# Hi guys ZAMA questions



## Ironwrangler_1 (Nov 23, 2009)

Hello to everyone in this forum .
I wanted to say that first off.
I hope you all have a great New Year!!!!
I've been in the mowers forums for a few months
Those guys have been great !!!I had a series of heart attacks a little while back and sitting on my back side is driving me nuts so I started tinkering on mowers.Well since I started I have had a bunch of weed eaters and now a
Craftsman leaf blower 25 CC.
2001 usepa/PH1
Family:1PWES.0244BL:EM
Serial:01214N602219
Model:358.797300
The Carb is a ZamaC1Q
ModelW11/15A
I cleaned this carb Out twice Its priming fuel and the diaphram is getting fuel
also the low needle valve is getting fuel
I have good comp. and spark.The needle valves are set 2 turns out as per the zama web site tech tips. the small needle valve in the diaphram area is in good shape and is checked with straight edge.
She will only start with starting fluid.
and then dies when fluid is spent.So is this time for a carb kit?
And where on line is the BEST place to get parts on line for somebody thats trying to make a few bucks at his hobby by saving on parts???
Thankyou in advance for any replies .
As always Steven:dude:


----------



## glenjudy (Aug 26, 2006)

Does it have a good clean pliable fuel line ?
Does the primer bulb fill up when you push it several times ?


----------



## Ironwrangler_1 (Nov 23, 2009)

*Fuel lines*

Yes the fuel lines are brandnew .
and the primer bulb is butiful it suck fuel and pushes no problem.
thats why I cant figure out why it wont start.It could be the fuel pump .but that dont make sense either because it would at least start then die.I can 
even see some fuel (not much)but some fuel going into the throat when I prime it.


----------



## nnyparts.com (Dec 28, 2009)

Hi Iron,

My best guess if you ruled out the fuel line and primer bulb would be the diaphragm or you may have something gummed up in the ports.
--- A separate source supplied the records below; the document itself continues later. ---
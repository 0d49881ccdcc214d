//! Query configuration
//!
//! Loaded from YAML. Every field has a default, so partial documents are fine.
//!
//! ```yaml
//! relative_tolerance: 1.0e-8
//! default_metric: f1
//! warn_on_nearest: true
//! ```

use std::fs;
use std::path::Path;

use serde::{Deserialize, Serialize};

use crate::error::{MetricsError, Result};
use crate::metrics::{canonicalize, DEFAULT_RELATIVE_TOLERANCE};

/// Tunables for threshold lookup and confusion-matrix defaults
#[derive(Clone, Debug, PartialEq, Serialize, Deserialize)]
#[serde(default, deny_unknown_fields)]
pub struct QueryConfig {
    /// Relative bound under which a requested threshold matches a row
    pub relative_tolerance: f64,
    /// Metric used for confusion matrices when nothing is requested
    pub default_metric: String,
    /// Log an advisory when the nearest threshold is substituted
    pub warn_on_nearest: bool,
}

impl Default for QueryConfig {
    fn default() -> Self {
        Self {
            relative_tolerance: DEFAULT_RELATIVE_TOLERANCE,
            default_metric: "f1".to_string(),
            warn_on_nearest: true,
        }
    }
}

impl QueryConfig {
    /// Parse and validate a YAML document
    pub fn from_yaml(yaml: &str) -> Result<Self> {
        let config: QueryConfig = serde_yaml::from_str(yaml)?;
        config.validate()?;
        Ok(config)
    }

    /// Check field values
    pub fn validate(&self) -> Result<()> {
        if !(self.relative_tolerance.is_finite() && self.relative_tolerance > 0.0) {
            return Err(MetricsError::Payload(format!(
                "relative_tolerance must be a positive number, got {}",
                self.relative_tolerance
            )));
        }
        canonicalize(&self.default_metric)?;
        Ok(())
    }
}

/// Load a query configuration from a YAML file
pub fn load_config<P: AsRef<Path>>(config_path: P) -> Result<QueryConfig> {
    let yaml = fs::read_to_string(config_path.as_ref())
        .map_err(|e| MetricsError::io(config_path.as_ref(), e))?;
    QueryConfig::from_yaml(&yaml)
}
//! Confusion command implementation

use super::{load_binomial, to_json};
use crate::cli::logging::log;
use crate::cli::{ConfusionArgs, LogLevel, OutputFormat};

pub fn run_confusion(args: ConfusionArgs, level: LogLevel) -> Result<(), String> {
    let metrics = load_binomial(&args.input)?;
    let names: Vec<&str> = args.metrics.iter().map(String::as_str).collect();
    let cms = metrics
        .thresholds()
        .confusion_matrices(&names, &args.thresholds)
        .map_err(|e| e.to_string())?;

    match args.input.format {
        OutputFormat::Text => {
            log(level, LogLevel::Verbose, &format!("{} confusion matrices", cms.len()));
            print!("{cms}");
        }
        OutputFormat::Json => println!("{}", to_json(&cms)?),
    }

    Ok(())
}
//! Umbral CLI
//!
//! Query a binomial metrics payload produced by an evaluation run.
//!
//! # Usage
//!
//! ```bash
//! # F1 at the threshold maximizing it
//! umbral metric f1 --payload metrics.json
//!
//! # Recall at several thresholds
//! umbral metric recall --thresholds 0.1,0.5,0.9 --payload metrics.json
//!
//! # Error (1 - accuracy) at every stored threshold, as JSON
//! umbral metric accuracy --error --thresholds all --payload metrics.json --format json
//!
//! # Confusion matrices at 0.5 and at the max-F1 threshold
//! umbral confusion --threshold 0.5 --metric f1 --payload metrics.json
//!
//! # Threshold maximizing specificity
//! umbral max specificity --payload metrics.json
//!
//! # Row matching a threshold
//! umbral locate 0.37 --payload metrics.json
//! ```

use clap::Parser;
use std::process::ExitCode;
use umbral::cli::{run_command, Cli};

fn main() -> ExitCode {
    let cli = Cli::parse();

    match run_command(cli) {
        Ok(()) => ExitCode::SUCCESS,
        Err(e) => {
            eprintln!("Error: {e}");
            ExitCode::FAILURE
        }
    }
}
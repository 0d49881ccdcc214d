//! Evaluation metrics per model category
//!
//! Each category carries only the measures it can report, and capability
//! traits (`SquaredError`, `LogLoss`, ...) are implemented only where they
//! apply. Payloads are JSON objects tagged by `schema_type`.

mod binomial;
mod capabilities;
mod gains_lift;
mod multiclass;
mod regression;
mod unsupervised;


use std::fmt;
use std::fs;
use std::path::Path;

use serde::Deserialize;

use crate::error::{MetricsError, Result};

pub use binomial::BinomialMetrics;
pub use capabilities::{CustomMetric, GlmDeviance, GlmStats, LogLoss, ResidualError, Scored, SquaredError};
pub use gains_lift::{GainsLift, GainsLiftRow};
pub use multiclass::{ClassMetrics, MulticlassConfusion};
pub use regression::{HglmMetrics, RegressionMetrics};
pub use unsupervised::{AnomalyMetrics, ClusteringMetrics, DimReductionMetrics};

/// Model category of a metrics payload
#[derive(Clone, Copy, Debug, PartialEq, Eq, Hash)]
pub enum MetricsCategory {
    Regression,
    Binomial,
    Multinomial,
    Ordinal,
    Clustering,
    Anomaly,
    DimReduction,
    Hglm,
}

impl fmt::Display for MetricsCategory {
    fn fmt(&self, f: &mut fmt::Formatter<'_>) -> fmt::Result {
        write!(f, "{self:?}")
    }
}

/// Metrics reported by an evaluation, by model category
#[derive(Clone, Debug, Deserialize)]
#[serde(tag = "schema_type")]
pub enum ModelMetrics {
    #[serde(
        rename = "ModelMetricsRegression",
        alias = "ModelMetricsRegressionGeneric",
        alias = "ModelMetricsRegressionGLM",
        alias = "ModelMetricsRegressionGLMGeneric"
    )]
    Regression(RegressionMetrics),
    #[serde(
        rename = "ModelMetricsBinomial",
        alias = "ModelMetricsBinomialGeneric",
        alias = "ModelMetricsBinomialGLM",
        alias = "ModelMetricsBinomialGLMGeneric"
    )]
    Binomial(BinomialMetrics),
    #[serde(rename = "ModelMetricsMultinomial", alias = "ModelMetricsMultinomialGeneric")]
    Multinomial(ClassMetrics),
    #[serde(rename = "ModelMetricsOrdinal", alias = "ModelMetricsOrdinalGeneric")]
    Ordinal(ClassMetrics),
    #[serde(rename = "ModelMetricsClustering")]
    Clustering(ClusteringMetrics),
    #[serde(rename = "ModelMetricsAnomaly")]
    Anomaly(AnomalyMetrics),
    #[serde(rename = "ModelMetricsGLRM")]
    DimReduction(DimReductionMetrics),
    #[serde(rename = "ModelMetricsHGLMGaussianGaussian", alias = "ModelMetricsHGLMGaussianGaussianGeneric")]
    Hglm(HglmMetrics),
}

impl ModelMetrics {
    /// Parse a JSON metrics payload
    pub fn from_json(json: &str) -> Result<Self> {
        Ok(serde_json::from_str(json)?)
    }

    pub fn category(&self) -> MetricsCategory {
        match self {
            ModelMetrics::Regression(_) => MetricsCategory::Regression,
            ModelMetrics::Binomial(_) => MetricsCategory::Binomial,
            ModelMetrics::Multinomial(_) => MetricsCategory::Multinomial,
            ModelMetrics::Ordinal(_) => MetricsCategory::Ordinal,
            ModelMetrics::Clustering(_) => MetricsCategory::Clustering,
            ModelMetrics::Anomaly(_) => MetricsCategory::Anomaly,
            ModelMetrics::DimReduction(_) => MetricsCategory::DimReduction,
            ModelMetrics::Hglm(_) => MetricsCategory::Hglm,
        }
    }

    /// Accessors shared by every category
    pub fn scored(&self) -> &dyn Scored {
        match self {
            ModelMetrics::Regression(m) => m,
            ModelMetrics::Binomial(m) => m,
            ModelMetrics::Multinomial(m) | ModelMetrics::Ordinal(m) => m,
            ModelMetrics::Clustering(m) => m,
            ModelMetrics::Anomaly(m) => m,
            ModelMetrics::DimReduction(m) => m,
            ModelMetrics::Hglm(m) => m,
        }
    }

    /// Squared-error measures; every category except anomaly detection
    pub fn squared_error(&self) -> Option<&dyn SquaredError> {
        match self {
            ModelMetrics::Regression(m) => Some(m),
            ModelMetrics::Binomial(m) => Some(m),
            ModelMetrics::Multinomial(m) | ModelMetrics::Ordinal(m) => Some(m),
            ModelMetrics::Clustering(m) => Some(m),
            ModelMetrics::DimReduction(m) => Some(m),
            ModelMetrics::Hglm(m) => Some(m),
            ModelMetrics::Anomaly(_) => None,
        }
    }

    /// Log loss; classifiers only
    pub fn log_loss(&self) -> Option<&dyn LogLoss> {
        match self {
            ModelMetrics::Binomial(m) => Some(m),
            ModelMetrics::Multinomial(m) | ModelMetrics::Ordinal(m) => Some(m),
            _ => None,
        }
    }

    pub fn as_binomial(&self) -> Option<&BinomialMetrics> {
        match self {
            ModelMetrics::Binomial(m) => Some(m),
            _ => None,
        }
    }

    /// Take the binomial metrics, failing for any other category
    pub fn into_binomial(self) -> Result<BinomialMetrics> {
        match self {
            ModelMetrics::Binomial(m) => Ok(m),
            other => Err(MetricsError::Payload(format!(
                "threshold queries need binomial metrics, got {}",
                other.category()
            ))),
        }
    }
}

/// Load a metrics payload from a JSON file
pub fn load_metrics<P: AsRef<Path>>(path: P) -> Result<ModelMetrics> {
    let json = fs::read_to_string(path.as_ref()).map_err(|e| MetricsError::io(path.as_ref(), e))?;
    ModelMetrics::from_json(&json)
}
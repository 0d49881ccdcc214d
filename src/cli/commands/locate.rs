//! Locate command implementation

use super::{load_binomial, to_json};
use crate::cli::logging::log;
use crate::cli::{LocateArgs, LogLevel, OutputFormat};

pub fn run_locate(args: LocateArgs, level: LogLevel) -> Result<(), String> {
    let metrics = load_binomial(&args.input)?;
    let found = metrics.thresholds().locate_threshold(args.threshold).map_err(|e| e.to_string())?;

    match args.input.format {
        OutputFormat::Text => {
            println!("row {} @ threshold={}", found.row, found.actual);
            if found.is_fallback() {
                log(level, LogLevel::Normal, &format!("(closest to requested {})", found.requested));
            }
        }
        OutputFormat::Json => println!("{}", to_json(&found)?),
    }

    Ok(())
}
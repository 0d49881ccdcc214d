//! Property tests for threshold metric queries
//!
//! Checks lookup and result-shaping invariants over random tables:
//! - nearest lookup picks a globally closest row
//! - list and "all" queries preserve order and length
//! - error transforms are exact complements
//! - aliases resolve to identical values
//! - confusion matrices account for every observation

use proptest::collection::{btree_set, vec};
use proptest::prelude::*;
use umbral::metrics::{
    MaxCriteriaTable, MaxCriterion, MetricsTable, Summary, ThresholdMetric, ThresholdMetrics, ThresholdRow,
    ThresholdSpec,
};

// =============================================================================
// Strategy Helpers
// =============================================================================

/// Rows with distinct thresholds in shuffled order, sharing one observation count
fn rows() -> impl Strategy<Value = Vec<ThresholdRow>> {
    (1u64..200, 1u64..200, btree_set(0u32..=1000, 1..25))
        .prop_flat_map(|(pos, neg, ts)| {
            let n = ts.len();
            let ts: Vec<f64> = ts.into_iter().map(|x| f64::from(x) / 1000.0).collect();
            (Just(ts).prop_shuffle(), vec((0..=pos, 0..=neg), n), Just(pos), Just(neg))
        })
        .prop_map(|(ts, counts, pos, neg)| {
            ts.into_iter()
                .zip(counts)
                .map(|(t, (tp, fp))| ThresholdRow::from_counts(t, neg - fp, fp, pos - tp, tp))
                .collect()
        })
}

/// Facade whose criteria table holds the true argmax of every metric
fn build(rows: Vec<ThresholdRow>) -> ThresholdMetrics {
    let criteria = ThresholdMetric::ALL
        .iter()
        .map(|&m| {
            let best = rows
                .iter()
                .max_by(|a, b| a.value(m).total_cmp(&b.value(m)))
                .expect("at least one row");
            MaxCriterion::new(m, best.threshold, best.value(m))
        })
        .collect();
    let table = MetricsTable::new(rows).expect("consistent counts");
    ThresholdMetrics::new(table, MaxCriteriaTable::new(criteria), ["0".to_string(), "1".to_string()])
}

// =============================================================================
// Lookup Properties
// =============================================================================

proptest! {
    #![proptest_config(ProptestConfig::with_cases(500))]

    #[test]
    fn prop_locate_returns_closest_row(rows in rows(), t in 0.0f64..=1.0) {
        let metrics = build(rows);
        let found = metrics.locate_threshold(t).unwrap();
        let best = metrics
            .table()
            .thresholds()
            .map(|c| (c - t).abs())
            .fold(f64::INFINITY, f64::min);

        prop_assert_eq!((found.actual - t).abs(), best);
        prop_assert_eq!(metrics.table().rows()[found.row].threshold, found.actual);
        prop_assert_eq!(found.requested, t);
    }

    #[test]
    fn prop_stored_thresholds_match_exactly(rows in rows(), pick in any::<prop::sample::Index>()) {
        let metrics = build(rows);
        let idx = pick.index(metrics.table().len());
        let t = metrics.table().rows()[idx].threshold;
        let found = metrics.locate_threshold(t).unwrap();

        prop_assert_eq!(found.row, idx);
        prop_assert!(!found.is_fallback());
    }

    #[test]
    fn prop_out_of_range_rejected(rows in rows(), t in prop_oneof![1.0001f64..10.0, -10.0f64..-0.0001]) {
        let metrics = build(rows);
        prop_assert!(metrics.locate_threshold(t).is_err());
    }

    // -------------------------------------------------------------------------
    // Result Shaping Properties
    // -------------------------------------------------------------------------

    #[test]
    fn prop_list_preserves_order(rows in rows(), ts in vec(0.0f64..=1.0, 0..20)) {
        let metrics = build(rows);
        let result = metrics.metric("f1", ts.clone()).unwrap();

        prop_assert_eq!(result.len(), ts.len());
        prop_assert_eq!(result.thresholds().collect::<Vec<_>>(), ts);
        prop_assert!(matches!(result.summary(), Summary::Values(_)));
    }

    #[test]
    fn prop_all_follows_table_order(rows in rows()) {
        let metrics = build(rows);
        let result = metrics.metric("precision", ThresholdSpec::All).unwrap();

        prop_assert_eq!(result.len(), metrics.table().len());
        prop_assert_eq!(
            result.thresholds().collect::<Vec<_>>(),
            metrics.table().thresholds().collect::<Vec<_>>()
        );
    }

    #[test]
    fn prop_scalar_requests_collapse(rows in rows(), t in 0.0f64..=1.0) {
        let metrics = build(rows);
        prop_assert!(metrics.metric("accuracy", t).unwrap().value().is_some());
        prop_assert!(metrics.metric("accuracy", ThresholdSpec::Max).unwrap().value().is_some());
        prop_assert!(metrics.metric("accuracy", vec![t]).unwrap().value().is_none());
    }

    // -------------------------------------------------------------------------
    // Derived Metric Properties
    // -------------------------------------------------------------------------

    #[test]
    fn prop_error_complements_accuracy(rows in rows(), t in 0.0f64..=1.0) {
        let metrics = build(rows);
        let acc = metrics.accuracy(t).unwrap().value().unwrap();
        let err = metrics.error(t).unwrap().value().unwrap();
        prop_assert!((err - (1.0 - acc)).abs() < 1e-12);

        let min_acc = metrics.metric("min_per_class_accuracy", t).unwrap().value().unwrap();
        let max_err = metrics.max_per_class_error(t).unwrap().value().unwrap();
        prop_assert!((max_err - (1.0 - min_acc)).abs() < 1e-12);
    }

    #[test]
    fn prop_aliases_agree(rows in rows(), t in 0.0f64..=1.0) {
        let metrics = build(rows);
        let tpr = metrics.metric("tpr", t).unwrap().value();
        prop_assert_eq!(metrics.metric("recall", t).unwrap().value(), tpr);
        prop_assert_eq!(metrics.metric("sensitivity", t).unwrap().value(), tpr);
        prop_assert_eq!(metrics.metric("fallout", t).unwrap().value(), metrics.metric("fpr", t).unwrap().value());
        prop_assert_eq!(metrics.metric("missrate", t).unwrap().value(), metrics.metric("fnr", t).unwrap().value());
        prop_assert_eq!(metrics.metric("specificity", t).unwrap().value(), metrics.metric("tnr", t).unwrap().value());
    }

    // -------------------------------------------------------------------------
    // Confusion Matrix Properties
    // -------------------------------------------------------------------------

    #[test]
    fn prop_confusion_counts_sum_to_total(rows in rows(), ts in vec(0.0f64..=1.0, 0..5)) {
        let metrics = build(rows);
        let total = metrics.table().total_observations();
        let cms = metrics.confusion_matrices(&["f1", "accuracy"], &ts).unwrap().into_vec();

        prop_assert_eq!(cms.len(), ts.len() + 2);
        for cm in &cms {
            prop_assert_eq!(cm.total(), total);
        }
    }

    #[test]
    fn prop_default_confusion_is_single(rows in rows()) {
        let metrics = build(rows);
        let cms = metrics.confusion_matrices(&[], &[]).unwrap();
        prop_assert!(cms.single().is_some());
        prop_assert_eq!(cms.single().unwrap().total(), metrics.table().total_observations());
    }
}
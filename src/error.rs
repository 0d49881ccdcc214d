//! Error types for threshold metric queries.
//!
//! Usage errors (bad metric names, out-of-range thresholds) are reported
//! synchronously at the point of detection. None of them are transient.

use std::path::PathBuf;
use thiserror::Error;

/// Result type alias for umbral operations.
pub type Result<T> = std::result::Result<T, MetricsError>;

/// Errors raised while loading or querying evaluation metrics.
#[derive(Error, Debug)]
pub enum MetricsError {
    /// Metric name is neither canonical nor a known alias.
    #[error("Invalid metric name '{name}'\n  → The only allowable metrics are {legal}")]
    InvalidMetricName { name: String, legal: String },

    /// Threshold outside [0, 1] or not a number.
    #[error("Threshold must be between 0 and 1, but got {0}")]
    InvalidThreshold(String),

    /// The max-criteria table has no entry for the metric.
    #[error("No metric {0} in the max criteria table")]
    MetricNotFoundInCriteriaTable(String),

    /// Query against a table with zero rows.
    #[error("Threshold table is empty\n  → The evaluation frame had no observations")]
    EmptyTable,

    /// Row counts disagree on the total observation count.
    #[error("Inconsistent counts in threshold row {row}: tn+fp+fn+tp = {actual}, expected {expected}")]
    InconsistentCounts { row: usize, expected: u64, actual: u64 },

    /// Malformed metrics payload or configuration document.
    #[error("Malformed document: {0}")]
    Payload(String),

    /// IO error with context.
    #[error("IO error: {context}\n  Cause: {source}")]
    Io {
        context: String,
        #[source]
        source: std::io::Error,
    },
}

impl MetricsError {
    /// Create an IO error naming the file involved.
    pub fn io(path: impl Into<PathBuf>, source: std::io::Error) -> Self {
        let path = path.into();
        Self::Io { context: format!("failed to read {}", path.display()), source }
    }

    /// Check if this error was caused by caller input rather than bad data.
    pub fn is_user_error(&self) -> bool {
        matches!(
            self,
            Self::InvalidMetricName { .. }
                | Self::InvalidThreshold(_)
                | Self::MetricNotFoundInCriteriaTable(_)
                | Self::EmptyTable
        )
    }

    /// Get the error code for structured output.
    pub fn code(&self) -> &'static str {
        match self {
            Self::InvalidMetricName { .. } => "U001",
            Self::InvalidThreshold(_) => "U002",
            Self::MetricNotFoundInCriteriaTable(_) => "U003",
            Self::EmptyTable => "U004",
            Self::InconsistentCounts { .. } => "U010",
            Self::Payload(_) => "U020",
            Self::Io { .. } => "U050",
        }
    }
}

impl From<serde_json::Error> for MetricsError {
    fn from(err: serde_json::Error) -> Self {
        Self::Payload(err.to_string())
    }
}

impl From<serde_yaml::Error> for MetricsError {
    fn from(err: serde_yaml::Error) -> Self {
        Self::Payload(err.to_string())
    }
}
//! Threshold specifications and metric query results

use std::fmt;
use std::str::FromStr;

use serde::Serialize;

use crate::error::{MetricsError, Result};

/// Which thresholds a metric query should be answered at
#[derive(Clone, Debug, Default, PartialEq)]
pub enum ThresholdSpec {
    /// The threshold that maximizes the queried metric
    #[default]
    Max,
    /// A single threshold
    Single(f64),
    /// Several thresholds, answered in the given order
    List(Vec<f64>),
    /// Every row of the table, in table order
    All,
}

impl ThresholdSpec {
    /// Whether results for this request collapse to a single scalar
    pub fn is_scalar(&self) -> bool {
        matches!(self, ThresholdSpec::Max | ThresholdSpec::Single(_))
    }
}

impl From<f64> for ThresholdSpec {
    fn from(t: f64) -> Self {
        ThresholdSpec::Single(t)
    }
}

impl From<Vec<f64>> for ThresholdSpec {
    fn from(ts: Vec<f64>) -> Self {
        ThresholdSpec::List(ts)
    }
}

impl From<&[f64]> for ThresholdSpec {
    fn from(ts: &[f64]) -> Self {
        ThresholdSpec::List(ts.to_vec())
    }
}

impl From<Option<f64>> for ThresholdSpec {
    fn from(t: Option<f64>) -> Self {
        t.map_or(ThresholdSpec::Max, ThresholdSpec::Single)
    }
}

impl FromStr for ThresholdSpec {
    type Err = MetricsError;

    /// `""`/`"max"` → Max, `"all"` → All, `"0.5"` → Single, `"0.1,0.5"` → List
    fn from_str(s: &str) -> Result<Self> {
        let s = s.trim();
        match s {
            "" | "max" => return Ok(ThresholdSpec::Max),
            "all" => return Ok(ThresholdSpec::All),
            _ => {}
        }

        let parse = |part: &str| {
            let part = part.trim();
            part.parse::<f64>().map_err(|_| MetricsError::InvalidThreshold(format!("'{part}' (not a number)")))
        };
        if s.contains(',') {
            s.split(',').map(parse).collect::<Result<Vec<_>>>().map(ThresholdSpec::List)
        } else {
            parse(s).map(ThresholdSpec::Single)
        }
    }
}

/// Summary of a metric query, shaped by the request
#[derive(Clone, Debug, PartialEq, Serialize)]
#[serde(untagged)]
pub enum Summary {
    /// Request was `Max` or a single threshold
    Scalar(f64),
    /// Request was a list or `All`: values in result order
    Values(Vec<f64>),
}

impl Summary {
    /// Scalar value, if the summary is scalar
    pub fn as_scalar(&self) -> Option<f64> {
        match self {
            Summary::Scalar(v) => Some(*v),
            Summary::Values(_) => None,
        }
    }

    fn map(&self, f: impl Fn(f64) -> f64) -> Summary {
        match self {
            Summary::Scalar(v) => Summary::Scalar(f(*v)),
            Summary::Values(vs) => Summary::Values(vs.iter().copied().map(f).collect()),
        }
    }
}

/// Metric values at the requested thresholds
#[derive(Clone, Debug, PartialEq, Serialize)]
pub struct MetricQueryResult {
    pairs: Vec<(f64, f64)>,
    summary: Summary,
}

impl MetricQueryResult {
    /// Create a result; `scalar` fixes the summary shape
    ///
    /// A scalar result must hold exactly one pair.
    pub(crate) fn new(pairs: Vec<(f64, f64)>, scalar: bool) -> Self {
        let summary = if scalar {
            debug_assert_eq!(pairs.len(), 1, "scalar results hold one pair");
            Summary::Scalar(pairs.first().map_or(f64::NAN, |&(_, v)| v))
        } else {
            Summary::Values(pairs.iter().map(|&(_, v)| v).collect())
        };
        Self { pairs, summary }
    }

    /// (threshold, value) pairs in request order
    pub fn pairs(&self) -> &[(f64, f64)] {
        &self.pairs
    }

    /// Thresholds in request order
    pub fn thresholds(&self) -> impl Iterator<Item = f64> + '_ {
        self.pairs.iter().map(|&(t, _)| t)
    }

    /// Values in request order
    pub fn values(&self) -> impl Iterator<Item = f64> + '_ {
        self.pairs.iter().map(|&(_, v)| v)
    }

    pub fn summary(&self) -> &Summary {
        &self.summary
    }

    /// Scalar value, if the request was `Max` or a single threshold
    pub fn value(&self) -> Option<f64> {
        self.summary.as_scalar()
    }

    pub fn len(&self) -> usize {
        self.pairs.len()
    }

    pub fn is_empty(&self) -> bool {
        self.pairs.is_empty()
    }

    /// Complement every value (`1 - v`), e.g. accuracy into error
    pub fn to_error(&self) -> MetricQueryResult {
        let complement = |v: f64| 1.0 - v;
        Self {
            pairs: self.pairs.iter().map(|&(t, v)| (t, complement(v))).collect(),
            summary: self.summary.map(complement),
        }
    }
}

impl fmt::Display for MetricQueryResult {
    fn fmt(&self, f: &mut fmt::Formatter<'_>) -> fmt::Result {
        writeln!(f, "{:>12} {:>12}", "threshold", "value")?;
        for (t, v) in &self.pairs {
            writeln!(f, "{t:>12.6} {v:>12.6}")?;
        }
        Ok(())
    }
}

#[cfg(test)]
mod tests {
    use super::*;
    use approx::assert_abs_diff_eq;

    #[test]
    fn test_parse_spec() {
        assert_eq!("".parse::<ThresholdSpec>().unwrap(), ThresholdSpec::Max);
        assert_eq!("max".parse::<ThresholdSpec>().unwrap(), ThresholdSpec::Max);
        assert_eq!("all".parse::<ThresholdSpec>().unwrap(), ThresholdSpec::All);
        assert_eq!("0.5".parse::<ThresholdSpec>().unwrap(), ThresholdSpec::Single(0.5));
        assert_eq!(
            "0.1, 0.5,0.9".parse::<ThresholdSpec>().unwrap(),
            ThresholdSpec::List(vec![0.1, 0.5, 0.9])
        );
    }

    #[test]
    fn test_parse_non_numeric() {
        let err = "0.1,abc".parse::<ThresholdSpec>().unwrap_err();
        assert!(matches!(err, MetricsError::InvalidThreshold(ref s) if s.contains("abc")));
    }

    #[test]
    fn test_conversions() {
        assert!(ThresholdSpec::from(0.3).is_scalar());
        assert!(ThresholdSpec::from(None::<f64>).is_scalar());
        assert!(!ThresholdSpec::from(vec![0.3]).is_scalar());
        assert!(!ThresholdSpec::All.is_scalar());
    }

    #[test]
    fn test_scalar_summary() {
        let result = MetricQueryResult::new(vec![(0.1, 0.9)], true);
        assert_eq!(result.value(), Some(0.9));
        assert_eq!(result.summary(), &Summary::Scalar(0.9));
    }

    #[test]
    fn test_list_summary_drops_thresholds() {
        let result = MetricQueryResult::new(vec![(0.5, 0.7), (0.1, 0.9)], false);
        assert_eq!(result.value(), None);
        assert_eq!(result.summary(), &Summary::Values(vec![0.7, 0.9]));
        assert_eq!(result.thresholds().collect::<Vec<_>>(), vec![0.5, 0.1]);
    }

    #[test]
    fn test_single_element_list_stays_list() {
        let result = MetricQueryResult::new(vec![(0.5, 0.7)], false);
        assert_eq!(result.summary(), &Summary::Values(vec![0.7]));
    }

    #[test]
    fn test_to_error_scalar() {
        let error = MetricQueryResult::new(vec![(0.1, 0.8)], true).to_error();
        assert_abs_diff_eq!(error.value().unwrap(), 0.2, epsilon = 1e-12);
        assert_eq!(error.pairs()[0].0, 0.1);
    }

    #[test]
    fn test_to_error_list() {
        let error = MetricQueryResult::new(vec![(0.1, 0.8), (0.5, 0.6)], false).to_error();
        match error.summary() {
            Summary::Values(vs) => {
                assert_abs_diff_eq!(vs[0], 0.2, epsilon = 1e-12);
                assert_abs_diff_eq!(vs[1], 0.4, epsilon = 1e-12);
            }
            Summary::Scalar(_) => panic!("list summary expected"),
        }
    }

    #[test]
    fn test_serialize_shape() {
        let result = MetricQueryResult::new(vec![(0.1, 0.5)], true);
        let json = serde_json::to_value(&result).unwrap();
        assert_eq!(json["summary"], serde_json::json!(0.5));
        assert_eq!(json["pairs"], serde_json::json!([[0.1, 0.5]]));
    }
}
Someone had mentioned elsewhere that sometimes the exhaust port with become carbon coated and you might look into that. We try to sell parts as cheaply as possible, especially to guys running small shops. But in this case...its a sears dealer only part and you would have to go directly to them to get the kit....hope that helps.


----------



## andybcumming112 (Apr 11, 2009)

i worked on craftsman blower last week and couln't get to start for the life of me.Then was reading post and i think it was hankster who i was reading said these blowers had problems with the head coming loose, sure enough shook the muffler and the head was loose.Tightned it up and cranked on first pull. Hankster if you read this thanks alot you solved my problem.


----------



## jsouth (Jan 31, 2008)

I had the same problem, the head coming loose.But be careful and look at the head gasket,before putting it back together.I had part of the gasket blown out and had to take it all apart and replace the head gasket.I made one out of gasket material.Hope this helps.

Jerry


----------



## Ironwrangler_1 (Nov 23, 2009)

Heres an update I found a thread on these poc's
And this what ive done since last night.
I checked the comp.
Removed the muffler and checked the cylyder (as much as you can ).
the rings move freeley and the muuffler didnt have ANY carbon.
Spark is great i had regapped the air gap in the mag.
I rebuilt the carb with out the kit.Checked the diaphram distance and is good.
After reading some more on that thread i turned the needles in CAREFULLY and turned them out 1 1/2 turns each.(starting point).
As it was 3 in the morning I went to bed .(finishing point )LOL.
Upon entering the shop i primed it up 8 times per instruction and she kicked over for about 3 seconds and died.
Since then I have been messing with the Low idle 1/8 turn at a time and have had minimal luck.Carb kit # 47 and a primer kit since im ordering on line ships the same price for ship so ....What diya think.


----------



## geogrubb (Jul 28, 2006)

I would suggest when you install the new kit to use the original metering arm, unless it is very worn, as it has the proper height setting. If you haven't been to the Zama site, they have some good info, select Service/Aftermarket from the home page. Have a good one. Geo
www.zamacarb.com


----------



## 30yearTech (Sep 14, 2006)

I am with geo as per trying a new kit. There is no such thing as a "Sears Only" part. Sears does not build anything, all their equipment is built for them and parts are pretty much available all over. It's sometimes easier to just get the parts from Sears, but there are other sources available, if you don't want to deal with Sears for the part.


----------



## Deathrite (May 21, 2009)

get the carb kit. for that carb it is:
total rebuild kit is RB-47
just the gaskets is kit GND-18

any shop that deals with 2-cycle units shold either have or can get those. i have seen price vary on kits from around $7 to over $20. just depends on the kit most times. 

good luck


----------



## Ironwrangler_1 (Nov 23, 2009)

Thanks guy for the help.I kinda shelved this one for a few weeks.Now im back on it and i took it apart and found that the cylinder was tight on one side and the other screw was stripped out.I think it actually happened at the factory.
As this guy told me the machine ran for about a week and then died.
So i tried to jbweld the hole.I know that trick never works.So i drilled a sideways hole 1/32 "bit in the block and thru the stud that i found in my bolt bucket.The stud was from an old ford galaxie 500 .The carburator stud that the wingnut goes on to hold the air cleaner. I got it all tighened down put it all back together and it just wont run.
I think its time to send it on its way .
Thanks for all you're help.
As always Steven.


----------



## jsouth (Jan 31, 2008)

In my post above,look again at the cylinder head gasket.Part of the gasket may be missing.Causing a air leak.

Jerry


----------



## luckyvision (May 24, 2007)

This probably won't apply to you because yours doesn't sound like it has the hours, but check the throttle shaft for any side to side movement. a worn throttle shaft will wreak havoc, although you usually only see them on 'high milage' carbs.

so many people forget this simple quick check. in my shop we get a lot of old Stihl chainsaws, & i can't tell you how many times over the years i've caught a tech who kitted a carb without checking the shaft first...waste of labor...

like i said, probably won't apply to your situation, but it may save someone else some frustration.

--Lucky


----------